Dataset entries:
------------------------------------

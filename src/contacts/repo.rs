use async_trait::async_trait;
use sqlx::PgPool;
use uuid::Uuid;

use super::repo_types::{Contact, ContactChanges, ContactFilter, NewContact};
use crate::error::AppError;

/// Owner-scoped contact storage. Another owner's row behaves as missing.
#[async_trait]
pub trait ContactRepo: Send + Sync {
    async fn list(&self, owner: Uuid, filter: ContactFilter) -> Result<Vec<Contact>, AppError>;
    async fn get(&self, owner: Uuid, id: Uuid) -> Result<Option<Contact>, AppError>;
    async fn create(&self, owner: Uuid, new: NewContact) -> Result<Contact, AppError>;
    async fn update(
        &self,
        owner: Uuid,
        id: Uuid,
        changes: ContactChanges,
    ) -> Result<Option<Contact>, AppError>;
    async fn delete(&self, owner: Uuid, id: Uuid) -> Result<Option<Contact>, AppError>;
}

const CONTACT_COLUMNS: &str = "id, owner_id, name, email, phone, favorite, created_at";

#[derive(Clone)]
pub struct PgContactRepo {
    db: PgPool,
}

impl PgContactRepo {
    pub fn new(db: PgPool) -> Self {
        Self { db }
    }
}

#[async_trait]
impl ContactRepo for PgContactRepo {
    async fn list(&self, owner: Uuid, filter: ContactFilter) -> Result<Vec<Contact>, AppError> {
        let rows = sqlx::query_as::<_, Contact>(&format!(
            r#"
            SELECT {CONTACT_COLUMNS}
              FROM contacts
             WHERE owner_id = $1
               AND ($2::boolean IS NULL OR favorite = $2)
             ORDER BY created_at DESC
             LIMIT $3 OFFSET $4
            "#
        ))
        .bind(owner)
        .bind(filter.favorite)
        .bind(filter.limit)
        .bind(filter.offset)
        .fetch_all(&self.db)
        .await?;
        Ok(rows)
    }

    async fn get(&self, owner: Uuid, id: Uuid) -> Result<Option<Contact>, AppError> {
        let row = sqlx::query_as::<_, Contact>(&format!(
            "SELECT {CONTACT_COLUMNS} FROM contacts WHERE id = $1 AND owner_id = $2"
        ))
        .bind(id)
        .bind(owner)
        .fetch_optional(&self.db)
        .await?;
        Ok(row)
    }

    async fn create(&self, owner: Uuid, new: NewContact) -> Result<Contact, AppError> {
        let row = sqlx::query_as::<_, Contact>(&format!(
            r#"
            INSERT INTO contacts (owner_id, name, email, phone, favorite)
            VALUES ($1, $2, $3, $4, $5)
            RETURNING {CONTACT_COLUMNS}
            "#
        ))
        .bind(owner)
        .bind(&new.name)
        .bind(&new.email)
        .bind(&new.phone)
        .bind(new.favorite)
        .fetch_one(&self.db)
        .await?;
        Ok(row)
    }

    async fn update(
        &self,
        owner: Uuid,
        id: Uuid,
        changes: ContactChanges,
    ) -> Result<Option<Contact>, AppError> {
        let row = sqlx::query_as::<_, Contact>(&format!(
            r#"
            UPDATE contacts
               SET name     = COALESCE($3, name),
                   email    = COALESCE($4, email),
                   phone    = COALESCE($5, phone),
                   favorite = COALESCE($6, favorite)
             WHERE id = $1 AND owner_id = $2
            RETURNING {CONTACT_COLUMNS}
            "#
        ))
        .bind(id)
        .bind(owner)
        .bind(changes.name)
        .bind(changes.email)
        .bind(changes.phone)
        .bind(changes.favorite)
        .fetch_optional(&self.db)
        .await?;
        Ok(row)
    }

    async fn delete(&self, owner: Uuid, id: Uuid) -> Result<Option<Contact>, AppError> {
        let row = sqlx::query_as::<_, Contact>(&format!(
            "DELETE FROM contacts WHERE id = $1 AND owner_id = $2 RETURNING {CONTACT_COLUMNS}"
        ))
        .bind(id)
        .bind(owner)
        .fetch_optional(&self.db)
        .await?;
        Ok(row)
    }
}
use std::path::{Path, PathBuf};

use anyhow::Context;
use async_trait::async_trait;
use tracing::debug;

/// Public file storage for avatars.
#[async_trait]
pub trait StorageClient: Send + Sync {
    /// Moves `src` into storage under `key` and returns its public URL path.
    async fn put_file(&self, src: &Path, key: &str) -> anyhow::Result<String>;
    async fn delete_object(&self, key: &str) -> anyhow::Result<()>;
    /// Storage key for a URL previously returned by `put_file`.
    fn key_for_url<'a>(&self, url: &'a str) -> Option<&'a str>;
}

/// Directory served under a fixed URL prefix.
#[derive(Clone)]
pub struct LocalStorage {
    root: PathBuf,
    url_prefix: String,
}

impl LocalStorage {
    pub fn new(root: impl Into<PathBuf>, url_prefix: &str) -> Self {
        Self {
            root: root.into(),
            url_prefix: url_prefix.trim_matches('/').to_string(),
        }
    }

    pub fn path_for(&self, key: &str) -> PathBuf {
        self.root.join(key)
    }
}

#[async_trait]
impl StorageClient for LocalStorage {
    async fn put_file(&self, src: &Path, key: &str) -> anyhow::Result<String> {
        tokio::fs::create_dir_all(&self.root)
            .await
            .with_context(|| format!("create {}", self.root.display()))?;
        let dest = self.path_for(key);

        if tokio::fs::rename(src, &dest).await.is_err() {
            // rename cannot cross filesystems
            tokio::fs::copy(src, &dest)
                .await
                .with_context(|| format!("copy {} -> {}", src.display(), dest.display()))?;
            tokio::fs::remove_file(src)
                .await
                .with_context(|| format!("remove {}", src.display()))?;
        }

        debug!(key, "stored file");
        Ok(format!("{}/{}", self.url_prefix, key))
    }

    async fn delete_object(&self, key: &str) -> anyhow::Result<()> {
        tokio::fs::remove_file(self.path_for(key))
            .await
            .with_context(|| format!("delete {}", key))?;
        Ok(())
    }

    fn key_for_url<'a>(&self, url: &'a str) -> Option<&'a str> {
        url.strip_prefix(self.url_prefix.as_str())
            .and_then(|rest| rest.strip_prefix('/'))
            .filter(|key| !key.is_empty() && !key.contains('/'))
    }
}

#[cfg(test)]
mod tests {
    use super::*;

    #[tokio::test]
    async fn put_file_moves_and_returns_url() {
        let tmp = tempfile::tempdir().unwrap();
        let public = tempfile::tempdir().unwrap();
        let src = tmp.path().join("upload.png");
        tokio::fs::write(&src, b"bytes").await.unwrap();

        let storage = LocalStorage::new(public.path(), "avatars");
        let url = storage.put_file(&src, "u1_upload.png").await.unwrap();

        assert_eq!(url, "avatars/u1_upload.png");
        assert!(!src.exists());
        assert_eq!(
            tokio::fs::read(public.path().join("u1_upload.png")).await.unwrap(),
            b"bytes"
        );
    }

    #[tokio::test]
    async fn delete_object_removes_file() {
        let public = tempfile::tempdir().unwrap();
        let storage = LocalStorage::new(public.path(), "avatars");
        tokio::fs::write(public.path().join("k.jpg"), b"x").await.unwrap();

        storage.delete_object("k.jpg").await.unwrap();
        assert!(!public.path().join("k.jpg").exists());
        assert!(storage.delete_object("k.jpg").await.is_err());
    }

    #[test]
    fn key_for_url_only_matches_own_prefix() {
        let storage = LocalStorage::new("public/avatars", "/avatars/");
        assert_eq!(storage.key_for_url("avatars/u1_a.png"), Some("u1_a.png"));
        assert_eq!(storage.key_for_url("https://www.gravatar.com/avatar/abc"), None);
        assert_eq!(storage.key_for_url("avatars/"), None);
        assert_eq!(storage.key_for_url("avatars/../etc"), None);
    }
}
use serde::{Deserialize, Serialize};
use uuid::Uuid;

/// JWT payload carried by the bearer token.
#[derive(Debug, Clone, Serialize, Deserialize)]
pub struct Claims {
    pub sub: Uuid,     // user ID
    pub email: String, // user email at sign time
    pub iat: usize,    // issued at (unix timestamp)
    pub exp: usize,    // expires at (unix timestamp)
    pub iss: String,   // issuer
    pub aud: String,   // audience
}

------------------------------------

**EXERCISE REQUIREMENTS**.
A word-for-word copy of the data is the expected answer.

**SOLUTION TO THE EXERCISE**.
filename src/contacts/repo.rs
use async_trait::async_trait;
use sqlx::PgPool;
use uuid::Uuid;

use super::repo_types::{Contact, ContactChanges, ContactFilter, NewContact};
use crate::error::AppError;

/// Owner-scoped contact storage. Another owner's row behaves as missing.
#[async_trait]
pub trait ContactRepo: Send + Sync {
    async fn list(&self, owner: Uuid, filter: ContactFilter) -> Result<Vec<Contact>, AppError>;
    async fn get(&self, owner: Uuid, id: Uuid) -> Result<Option<Contact>, AppError>;
    async fn create(&self, owner: Uuid, new: NewContact) -> Result<Contact, AppError>;
    async fn update(
        &self,
        owner: Uuid,
        id: Uuid,
        changes: ContactChanges,
    ) -> Result<Option<Contact>, AppError>;
    async fn delete(&self, owner: Uuid, id: Uuid) -> Result<Option<Contact>, AppError>;
}

const CONTACT_COLUMNS: &str = "id, owner_id, name, email, phone, favorite, created_at";

#[derive(Clone)]
pub struct PgContactRepo {
    db: PgPool,
}

impl PgContactRepo {
    pub fn new(db: PgPool) -> Self {
        Self { db }
    }
}

#[async_trait]
impl ContactRepo for PgContactRepo {
    async fn list(&self, owner: Uuid, filter: ContactFilter) -> Result<Vec<Contact>, AppError> {
        let rows = sqlx::query_as::<_, Contact>(&format!(
            r#"
            SELECT {CONTACT_COLUMNS}
              FROM contacts
             WHERE owner_id = $1
               AND ($2::boolean IS NULL OR favorite = $2)
             ORDER BY created_at DESC
             LIMIT $3 OFFSET $4
            "#
        ))
        .bind(owner)
        .bind(filter.favorite)
        .bind(filter.limit)
        .bind(filter.offset)
        .fetch_all(&self.db)
        .await?;
        Ok(rows)
    }

    async fn get(&self, owner: Uuid, id: Uuid) -> Result<Option<Contact>, AppError> {
        let row = sqlx::query_as::<_, Contact>(&format!(
            "SELECT {CONTACT_COLUMNS} FROM contacts WHERE id = $1 AND owner_id = $2"
        ))
        .bind(id)
        .bind(owner)
        .fetch_optional(&self.db)
        .await?;
        Ok(row)
    }

    async fn create(&self, owner: Uuid, new: NewContact) -> Result<Contact, AppError> {
        let row = sqlx::query_as::<_, Contact>(&format!(
            r#"
            INSERT INTO contacts (owner_id, name, email, phone, favorite)
            VALUES ($1, $2, $3, $4, $5)
            RETURNING {CONTACT_COLUMNS}
            "#
        ))
        .bind(owner)
        .bind(&new.name)
        .bind(&new.email)
        .bind(&new.phone)
        .bind(new.favorite)
        .fetch_one(&self.db)
        .await?;
        Ok(row)
    }

    async fn update(
        &self,
        owner: Uuid,
        id: Uuid,
        changes: ContactChanges,
    ) -> Result<Option<Contact>, AppError> {
        let row = sqlx::query_as::<_, Contact>(&format!(
            r#"
            UPDATE contacts
               SET name     = COALESCE($3, name),
                   email    = COALESCE($4, email),
                   phone    = COALESCE($5, phone),
                   favorite = COALESCE($6, favorite)
             WHERE id = $1 AND owner_id = $2
            RETURNING {CONTACT_COLUMNS}
            "#
        ))
        .bind(id)
        .bind(owner)
        .bind(changes.name)
        .bind(changes.email)
        .bind(changes.phone)
        .bind(changes.favorite)
        .fetch_optional(&self.db)
        .await?;
        Ok(row)
    }

    async fn delete(&self, owner: Uuid, id: Uuid) -> Result<Option<Contact>, AppError> {
        let row = sqlx::query_as::<_, Contact>(&format!(
            "DELETE FROM contacts WHERE id = $1 AND owner_id = $2 RETURNING {CONTACT_COLUMNS}"
        ))
        .bind(id)
        .bind(owner)
        .fetch_optional(&self.db)
        .await?;
        Ok(row)
    }
}
use std::path::{Path, PathBuf};

use anyhow::Context;
use async_trait::async_trait;
use tracing::debug;

/// Public file storage for avatars.
#[async_trait]
pub trait StorageClient: Send + Sync {
    /// Moves `src` into storage under `key` and returns its public URL path.
    async fn put_file(&self, src: &Path, key: &str) -> anyhow::Result<String>;
    async fn delete_object(&self, key: &str) -> anyhow::Result<()>;
    /// Storage key for a URL previously returned by `put_file`.
    fn key_for_url<'a>(&self, url: &'a str) -> Option<&'a str>;
}

/// Directory served under a fixed URL prefix.
#[derive(Clone)]
pub struct LocalStorage {
    root: PathBuf,
    url_prefix: String,
}

impl LocalStorage {
    pub fn new(root: impl Into<PathBuf>, url_prefix: &str) -> Self {
        Self {
            root: root.into(),
            url_prefix: url_prefix.trim_matches('/').to_string(),
        }
    }

    pub fn path_for(&self, key: &str) -> PathBuf {
        self.root.join(key)
    }
}

#[async_trait]
impl StorageClient for LocalStorage {
    async fn put_file(&self, src: &Path, key: &str) -> anyhow::Result<String> {
        tokio::fs::create_dir_all(&self.root)
            .await
            .with_context(|| format!("create {}", self.root.display()))?;
        let dest = self.path_for(key);

        if tokio::fs::rename(src, &dest).await.is_err() {
            // rename cannot cross filesystems
            tokio::fs::copy(src, &dest)
                .await
                .with_context(|| format!("copy {} -> {}", src.display(), dest.display()))?;
            tokio::fs::remove_file(src)
                .await
                .with_context(|| format!("remove {}", src.display()))?;
        }

        debug!(key, "stored file");
        Ok(format!("{}/{}", self.url_prefix, key))
    }

    async fn delete_object(&self, key: &str) -> anyhow::Result<()> {
        tokio::fs::remove_file(self.path_for(key))
            .await
            .with_context(|| format!("delete {}", key))?;
        Ok(())
    }

    fn key_for_url<'a>(&self, url: &'a str) -> Option<&'a str> {
        url.strip_prefix(self.url_prefix.as_str())
            .and_then(|rest| rest.strip_prefix('/'))
            .filter(|key| !key.is_empty() && !key.contains('/'))
    }
}

#[cfg(test)]
mod tests {
    use super::*;

    #[tokio::test]
    async fn put_file_moves_and_returns_url() {
        let tmp = tempfile::tempdir().unwrap();
        let public = tempfile::tempdir().unwrap();
        let src = tmp.path().join("upload.png");
        tokio::fs::write(&src, b"bytes").await.unwrap();

        let storage = LocalStorage::new(public.path(), "avatars");
        let url = storage.put_file(&src, "u1_upload.png").await.unwrap();

        assert_eq!(url, "avatars/u1_upload.png");
        assert!(!src.exists());
        assert_eq!(
            tokio::fs::read(public.path().join("u1_upload.png")).await.unwrap(),
            b"bytes"
        );
    }

    #[tokio::test]
    async fn delete_object_removes_file() {
        let public = tempfile::tempdir().unwrap();
        let storage = LocalStorage::new(public.path(), "avatars");
        tokio::fs::write(public.path().join("k.jpg"), b"x").await.unwrap();

        storage.delete_object("k.jpg").await.unwrap();
        assert!(!public.path().join("k.jpg").exists());
        assert!(storage.delete_object("k.jpg").await.is_err());
    }

    #[test]
    fn key_for_url_only_matches_own_prefix() {
        let storage = LocalStorage::new("public/avatars", "/avatars/");
        assert_eq!(storage.key_for_url("avatars/u1_a.png"), Some("u1_a.png"));
        assert_eq!(storage.key_for_url("https://www.gravatar.com/avatar/abc"), None);
        assert_eq!(storage.key_for_url("avatars/"), None);
        assert_eq!(storage.key_for_url("avatars/../etc"), None);
    }
}
use serde::{Deserialize, Serialize};
use uuid::Uuid;

/// JWT payload carried by the bearer token.
#[derive(Debug, Clone, Serialize, Deserialize)]
pub struct Claims {
    pub sub: Uuid,     // user ID
    pub email: String, // user email at sign time
    pub iat: usize,    // issued at (unix timestamp)
    pub exp: usize,    // expires at (unix timestamp)
    pub iss: String,   // issuer
    pub aud: String,   // audience
}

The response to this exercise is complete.